00.00 Good morning and welcome to “Tibetan Buddhism with Gelek Rimpoche”. Today I am talking to you from the Jewel Heart Center in New York. I think it is the first time during this Sunday talk series that I am talking from New York. The subject I would like to talk about today is a follow up from what we talked about last Sunday and that is the purpose of spiritual practice in general and very particularly that of Tibetan Buddhism.

Why do people engage in the spiritual path? Many times people have a fancy interest, “because so and so is interested, “or, “Many people are interested, so I would like to find out what is in there for me.” People do that very often. I am not sure whether these are the right reasons to engage in the spiritual path. Tibetan Buddhism is a very strange teaching and practice. It is strange in the sense that this particular lineage or style was sort of land-locked in Tibet for maybe a thousand years. I always say – and the truth is - that the Tibetans have sacrificed material development. True, it is a difficult area, so it has difficulties. However, any country can be developed economically or otherwise. But they sacrificed that in order to keep Buddha’s teaching as pure as possible. For Tibetans this is a unique jewel that people can get. When Buddhism was first brought into Tibet they sacrificed even the life of their king to bring pure Buddhism to Tibet. They emphasized purity so much, because if it is not pure they don’t want it.
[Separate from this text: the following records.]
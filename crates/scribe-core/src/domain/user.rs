use std::fmt;
use std::str::FromStr;

use chrono::{DateTime, Utc};
use serde::{Deserialize, Serialize};
use uuid::Uuid;

use crate::query::{FieldValue, Record};

/// User role. Determines authorization outcomes.
#[derive(Debug, Clone, Copy, PartialEq, Eq, Default, Serialize, Deserialize)]
#[serde(rename_all = "lowercase")]
pub enum Role {
    #[default]
    Regular,
    Writer,
    Moderator,
}

impl Role {
    pub fn as_str(&self) -> &'static str {
        match self {
            Role::Regular => "regular",
            Role::Writer => "writer",
            Role::Moderator => "moderator",
        }
    }

    /// Whether this role meets `required`. Moderators meet every requirement.
    pub fn satisfies(&self, required: Role) -> bool {
        match (self, required) {
            (Role::Moderator, _) => true,
            (Role::Writer, Role::Writer | Role::Regular) => true,
            (Role::Regular, Role::Regular) => true,
            _ => false,
        }
    }
}

impl fmt::Display for Role {
    fn fmt(&self, f: &mut fmt::Formatter<'_>) -> fmt::Result {
        f.write_str(self.as_str())
    }
}

impl FromStr for Role {
    type Err = String;

    fn from_str(s: &str) -> Result<Self, Self::Err> {
        match s.to_ascii_lowercase().as_str() {
            "regular" | "user" => Ok(Role::Regular),
            "writer" => Ok(Role::Writer),
            "moderator" => Ok(Role::Moderator),
            other => Err(format!("unknown role '{}'", other)),
        }
    }
}

/// User entity - represents an account in the system.
#[derive(Debug, Clone, PartialEq, Serialize, Deserialize)]
pub struct User {
    pub id: Uuid,
    pub email: String,
    pub name: String,
    pub role: Role,
    pub created_at: DateTime<Utc>,
    pub updated_at: DateTime<Utc>,
    pub deleted_at: Option<DateTime<Utc>>,
}

impl User {
    /// Create a new user with generated ID and timestamps.
    pub fn new(email: String, name: String, role: Role) -> Self {
        let now = Utc::now();
        Self {
            id: Uuid::new_v4(),
            email,
            name,
            role,
            created_at: now,
            updated_at: now,
            deleted_at: None,
        }
    }

    pub fn is_moderator(&self) -> bool {
        self.role == Role::Moderator
    }

    /// Ownership check: moderators may modify anything, everyone else only
    /// what they own.
    pub fn may_modify(&self, owner_id: Uuid) -> bool {
        self.is_moderator() || self.id == owner_id
    }
}

#[derive(Debug, Clone, Copy, PartialEq, Eq, Hash)]
pub enum UserField {
    Id,
    Email,
    Name,
    Role,
    CreatedAt,
    UpdatedAt,
}

impl fmt::Display for UserField {
    fn fmt(&self, f: &mut fmt::Formatter<'_>) -> fmt::Result {
        f.write_str(match self {
            UserField::Id => "id",
            UserField::Email => "email",
            UserField::Name => "name",
            UserField::Role => "role",
            UserField::CreatedAt => "created_at",
            UserField::UpdatedAt => "updated_at",
        })
    }
}

impl Record for User {
    type Field = UserField;

    const ENTITY: &'static str = "User";
    const ID: UserField = UserField::Id;
    const CREATED_AT: UserField = UserField::CreatedAt;

    fn id(&self) -> Uuid {
        self.id
    }

    fn field(&self, field: UserField) -> FieldValue {
        match field {
            UserField::Id => FieldValue::Uuid(self.id),
            UserField::Email => FieldValue::Text(self.email.clone()),
            UserField::Name => FieldValue::Text(self.name.clone()),
            UserField::Role => FieldValue::Text(self.role.as_str().to_string()),
            UserField::CreatedAt => FieldValue::Timestamp(self.created_at),
            UserField::UpdatedAt => FieldValue::Timestamp(self.updated_at),
        }
    }

    fn deleted_at(&self) -> Option<DateTime<Utc>> {
        self.deleted_at
    }

    fn set_deleted_at(&mut self, at: Option<DateTime<Utc>>) {
        self.deleted_at = at;
    }

    fn touch(&mut self) {
        self.updated_at = Utc::now();
    }
}

#[cfg(test)]
mod tests {
    use super::*;

    #[test]
    fn test_moderator_satisfies_every_role() {
        assert!(Role::Moderator.satisfies(Role::Writer));
        assert!(Role::Moderator.satisfies(Role::Regular));
        assert!(Role::Writer.satisfies(Role::Writer));
        assert!(!Role::Regular.satisfies(Role::Writer));
        assert!(!Role::Writer.satisfies(Role::Moderator));
    }

    #[test]
    fn test_may_modify() {
        let owner = User::new("a@x.io".into(), "A".into(), Role::Writer);
        let other = User::new("b@x.io".into(), "B".into(), Role::Writer);
        let moderator = User::new("m@x.io".into(), "M".into(), Role::Moderator);

        assert!(owner.may_modify(owner.id));
        assert!(!other.may_modify(owner.id));
        assert!(moderator.may_modify(owner.id));
    }

    #[test]
    fn test_role_parses_case_insensitively() {
        assert_eq!("WRITER".parse::<Role>().unwrap(), Role::Writer);
        assert_eq!("Moderator".parse::<Role>().unwrap(), Role::Moderator);
        assert!("admin".parse::<Role>().is_err());
    }
}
We used to say, “If you want to drink pure water you must drink the water from the glaciers. If you want a pure spiritual path you must follow a path that Buddha has shown us and be able to trace the lineage all the way up to Buddha, without any line broken.” The reason why the Tibetan king had sacrificed his life is that there were some interesting things had happened. Some visiting Indian teachers had come and it was questionable if their teachings were pure Buddha’s teaching or a mixture of something. For that reason the Tibetans went out of their way to get an outstanding – not only scholar but also sage. That happened to be the teacher who was holding the lineage for the great institution called Vikramalashila in India. In those days there were two outstanding traditions in India, the traditions of Nalanda and Vikramshila. These are absolutely reliable. Plus there was the tradition of the great mahasiddhas or adepts, who had developed spiritual power to be able to do and undo things. In order to get one of their authentic and suitable teachers to make sure that the Buddhism developing in Tibet would be pure, the job of that particular teacher is to discard the practices that are not absolutely pure or correct.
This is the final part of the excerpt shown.